Assigned task: Every line of the data must be retyped exactly as it stands.

Dataset entries
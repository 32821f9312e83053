//! Observability subsystem.
//!
//! # Data Flow
//! ```text
//! All subsystems produce:
//!     → logging.rs (structured log events)
//!     → metrics.rs (counters, gauges, histograms)
//!
//! Consumers:
//!     → stdout via tracing-subscriber
//!     → Metrics endpoint (Prometheus scrape)
//! ```
//!
//! # Design Decisions
//! - Structured logging with fields, not formatted strings
//! - Metrics are cheap (atomic increments)

pub mod logging;
pub mod metrics;

use crate::config::ObservabilityConfig;

/// Install logging, then the metrics exporter when enabled.
///
/// Must be called once, from within a Tokio runtime when metrics are on.
pub fn init(config: &ObservabilityConfig) -> crate::Result<()> {
    logging::init_logging(&config.log_level)?;
    if config.metrics_enabled {
        metrics::init_metrics(config.metrics_address.parse()?)?;
    }
    Ok(())
}
//! Shared helpers for integration tests.

use std::net::SocketAddr;
use std::sync::Arc;

use cluster_balancer::cluster::{Debounce, Host, Metadata};

/// Registry of `n` hosts on 127.0.0.1 with ports 9000.., flipping liveness on the first signal.
pub fn registry(n: u16) -> Arc<Metadata> {
    Arc::new(Metadata::from_hosts((0..n).map(|i| {
        Host::new(SocketAddr::from(([127, 0, 0, 1], 9000 + i))).with_debounce(Debounce::immediate())
    })))
}

/// Index of a host created by [`registry`].
#[allow(dead_code)]
pub fn index_of(host: &Host) -> usize {
    usize::from(host.addr().port() - 9000)
}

Output below:
repository 32821f9312e83053
//! Observability subsystem.
//!
//! # Data Flow
//! ```text
//! All subsystems produce:
//!     → logging.rs (structured log events)
//!     → metrics.rs (counters, gauges, histograms)
//!
//! Consumers:
//!     → stdout via tracing-subscriber
//!     → Metrics endpoint (Prometheus scrape)
//! ```
//!
//! # Design Decisions
//! - Structured logging with fields, not formatted strings
//! - Metrics are cheap (atomic increments)

pub mod logging;
pub mod metrics;

use crate::config::ObservabilityConfig;

/// Install logging, then the metrics exporter when enabled.
///
/// Must be called once, from within a Tokio runtime when metrics are on.
pub fn init(config: &ObservabilityConfig) -> crate::Result<()> {
    logging::init_logging(&config.log_level)?;
    if config.metrics_enabled {
        metrics::init_metrics(config.metrics_address.parse()?)?;
    }
    Ok(())
}
//! Shared helpers for integration tests.

use std::net::SocketAddr;
use std::sync::Arc;

use cluster_balancer::cluster::{Debounce, Host, Metadata};

/// Registry of `n` hosts on 127.0.0.1 with ports 9000.., flipping liveness on the first signal.
pub fn registry(n: u16) -> Arc<Metadata> {
    Arc::new(Metadata::from_hosts((0..n).map(|i| {
        Host::new(SocketAddr::from(([127, 0, 0, 1], 9000 + i))).with_debounce(Debounce::immediate())
    })))
}

/// Index of a host created by [`registry`].
#[allow(dead_code)]
pub fn index_of(host: &Host) -> usize {
    usize::from(host.addr().port() - 9000)
}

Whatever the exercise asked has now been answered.